The Series 2001-1G deal also included two domestic senior Class A2 tranches, consisting of A$330 million (Tranche 1) with an average life of 1.3 years, priced at 24 basis points over the one-month bank bill rate; and A$255 million (Tranche 2) with an average life of 5.2 years, priced at 35 basis points over the benchmark.

Pricing was not disclosed for the A$39 million subordinated tranche.

Legal issues

An interesting structural aspect of the deal was the fact that the mortgage pool was the first in an Australian MBS transaction to contain assets originated by separate legal entities - CBA and Colonial Ltd, a banking to financial services group acquired by CBA last June. Colonial had previously securitized home loans through its CATS program.

The pool composition had presented a number of legal issues - such as the allocation of risk between the two institutions with regard to warranties they had given when sellling their respective assets into the pool - which were accommodated in the documentation.

The deal followed a $1.059 billion transaction for National Australia Bank through its HomeSide vehicle in January (at the time, the biggest and most tightly-priced Australian global MBS issue), and a $938 million deal for another bank, St. George, through its Crusade program. Next to issue offshore will be non-bank financier Interstar Securities, which last week launched its second transaction - a $465 million deal through its Interstar Millennium Series 2001-1E Trust.

The deal - lead managed jointly by Barclays Capital and Macquarie Bank, repeating their roles in the company's first offshore MBS last year - included a $220 million Class A-2 one-year tranche targeted at money market investors, similar to that which featured in the Crusade deal. Other offshore tranches - all of which were documented under Rule 144A regulations - consisted of $125 million with a three-year bullet maturity and $120 million with a five-year bullet maturity. A domestic subordinated tranche was also planned, equivalent to $35 million.

Fitch said it expected to rate the senior notes F1+, AAA and AAA respectively, and the subordinated notes, AA-. The ratings partly reflected the high level of subordination - 7% - which is a feature of Interstar transactions in both domestic and offshore markets.

The lead managers declined to discuss price talk. In its first offshore deal last June, however, Interstar sold $465 million of Class A2 senior notes with a weighted average life of 4.4 years at 28 basis points over three-month Libor, and privately placed A$60 million of of subordinated paper with a five-year WAL at 70 basis points over the three-month swap rate. Salomon Smith Barney was lead manager on the CBA Medallion A-1 notes with CBA, CSFB, Deutsche Bank and J.P. Morgan as co-managers. CBA was lead manager on the domestic tranches, with Warburg Dillon Read Australian and Macquarie Bank as co-managers.

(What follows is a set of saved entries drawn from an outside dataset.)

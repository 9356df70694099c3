//! Typed options for every method, with their validity rules.
//!
//! A method's raw options are deserialized into its record and then checked
//! before any backend is touched. Unknown fields are ignored.

use crate::domain::types::{
    BotCommand, ChatChannel, ChatMessage, MembersType, MessageId, Pagination, TopicType,
};
use serde::de::DeserializeOwned;
use serde::{Deserialize, Serialize};
use std::time::Duration;

/// Options record of one method
pub trait MethodOptions: DeserializeOwned + Default + Send + 'static {
    /// Validity predicate, run after deserialization
    fn check(&self) -> Result<(), String> {
        Ok(())
    }
}

/// Conversation address: a channel, a conversation id, or both
#[derive(Debug, Clone, Default, PartialEq, Eq, Serialize, Deserialize)]
pub struct ConvAddress {
    #[serde(default)]
    pub channel: ChatChannel,
    #[serde(default)]
    pub conversation_id: String,
}

impl ConvAddress {
    pub fn by_channel(channel: ChatChannel) -> Self {
        Self {
            channel,
            conversation_id: String::new(),
        }
    }

    pub fn by_id(conversation_id: impl Into<String>) -> Self {
        Self {
            channel: ChatChannel::default(),
            conversation_id: conversation_id.into(),
        }
    }

    pub fn is_empty(&self) -> bool {
        self.channel.is_nil() && self.conversation_id.is_empty()
    }

    /// At least one of channel and id must be given; a given channel must be valid
    pub fn check(&self) -> Result<(), String> {
        if self.is_empty() {
            return Err("need channel or conversation_id".to_string());
        }
        if !self.channel.is_nil() {
            self.channel.check()?;
        }
        Ok(())
    }

    /// Name used in resolution error messages. A given channel wins over
    /// the id.
    pub fn describe(&self) -> &str {
        if self.channel.is_nil() {
            &self.conversation_id
        } else {
            &self.channel.name
        }
    }
}
//! Chat notification relay.
//!
//! - `handler`: one callback per push kind plus the no-op default
//! - `formatter`: the `chat` / `chat_conv` output rules
//! - `relay`: subscription, heartbeat and the write loop

pub mod formatter;
pub mod handler;
pub mod relay;

pub use formatter::{FormatterOptions, NotificationFormatter, SubscriptionFilter};
pub use handler::{NoopNotifyHandler, Notification, NotifyHandler};
pub use relay::{Relay, RelayExit, RelayHandle, RelayState};
//! Call and reply envelopes plus their stream codec.
//!
//! A caller writes one or more JSON call objects back to back; the gateway
//! answers each with one reply object terminated by a newline.

use crate::domain::error::{ApiError, DecodeError, GatewayError};
use serde::{Deserialize, Serialize};
use serde_json::value::RawValue;
use serde_json::{Deserializer, StreamDeserializer};
use std::io::Read;

/// The only API version that exists
pub const API_VERSION: u32 = 1;

/// Inbound call envelope
#[derive(Debug, Serialize, Deserialize)]
pub struct Call {
    #[serde(default, skip_serializing_if = "String::is_empty")]
    pub jsonrpc: String,
    #[serde(default, skip_serializing_if = "is_zero")]
    pub id: i64,
    pub method: String,
    #[serde(default)]
    pub params: Params,
}

/// Versioned options carried by a call. Options stay raw until the method
/// (and with it the options type) is known.
#[derive(Debug, Default, Serialize, Deserialize)]
pub struct Params {
    #[serde(default)]
    pub version: u32,
    #[serde(default, skip_serializing_if = "Option::is_none")]
    pub options: Option<Box<RawValue>>,
}

impl Params {
    /// Version the call targets. An absent version means the current one.
    pub fn effective_version(&self) -> u32 {
        if self.version == 0 {
            API_VERSION
        } else {
            self.version
        }
    }
}

impl Call {
    /// Build a call from a method name and JSON options
    pub fn new(method: impl Into<String>, options: Option<&serde_json::Value>) -> Self {
        let options = options.and_then(|value| serde_json::value::to_raw_value(value).ok());
        Self {
            jsonrpc: String::new(),
            id: 0,
            method: method.into(),
            params: Params {
                version: API_VERSION,
                options,
            },
        }
    }

    pub fn with_id(mut self, id: i64) -> Self {
        self.id = id;
        self
    }
}

/// Outbound reply envelope
#[derive(Debug, Clone, PartialEq, Serialize, Deserialize)]
pub struct Reply {
    #[serde(default, skip_serializing_if = "String::is_empty")]
    pub jsonrpc: String,
    #[serde(default, skip_serializing_if = "is_zero")]
    pub id: i64,
    #[serde(default, skip_serializing_if = "Option::is_none")]
    pub error: Option<ApiError>,
    #[serde(default, skip_serializing_if = "Option::is_none")]
    pub result: Option<serde_json::Value>,
}

impl Reply {
    /// Successful reply. A `null` result is left out of the envelope.
    pub fn success(call: &Call, result: serde_json::Value) -> Self {
        Self {
            jsonrpc: call.jsonrpc.clone(),
            id: call.id,
            error: None,
            result: (!result.is_null()).then_some(result),
        }
    }

    pub fn failure(call: &Call, error: ApiError) -> Self {
        Self {
            jsonrpc: call.jsonrpc.clone(),
            id: call.id,
            error: Some(error),
            result: None,
        }
    }
}

fn is_zero(v: &i64) -> bool {
    *v == 0
}

/// Reads consecutive call objects from a byte stream
pub struct CallDecoder<R: Read> {
    stream: StreamDeserializer<'static, serde_json::de::IoRead<R>, Call>,
}

impl<R: Read> CallDecoder<R> {
    pub fn new(reader: R) -> Self {
        Self {
            stream: Deserializer::from_reader(reader).into_iter(),
        }
    }

    /// Next complete call, `None` at a clean end of input
    pub fn next_call(&mut self) -> Result<Option<Call>, DecodeError> {
        match self.stream.next() {
            None => Ok(None),
            Some(Ok(call)) => Ok(Some(call)),
            Some(Err(e)) => Err(DecodeError::from(e)),
        }
    }

    /// Bytes consumed so far
    pub fn byte_offset(&self) -> usize {
        self.stream.byte_offset()
    }
}

/// Serialize a reply followed by a newline
pub fn encode(reply: &Reply) -> Result<Vec<u8>, GatewayError> {
    let mut out = serde_json::to_vec(reply)?;
    out.push(b'\n');
    Ok(out)
}
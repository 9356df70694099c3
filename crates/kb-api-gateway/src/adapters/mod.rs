//! Adapters for the API Gateway.
//!
//! Implementations of the outbound ports.

pub mod memory;

pub use memory::InMemoryBackend;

In the domestic market, SG Australia priced a deal on behalf of Heritage Building Society, the main part of which consisted of A$236.4 million of Class A notes, at 37 basis points over the one month bank bill swap rate. The HBS Trust 200101 transaction included A$9 million of subordinated paper, pricinig for which was not disclosed.

The senior tranches were rated AAA by S&P and the subordinated, AA-.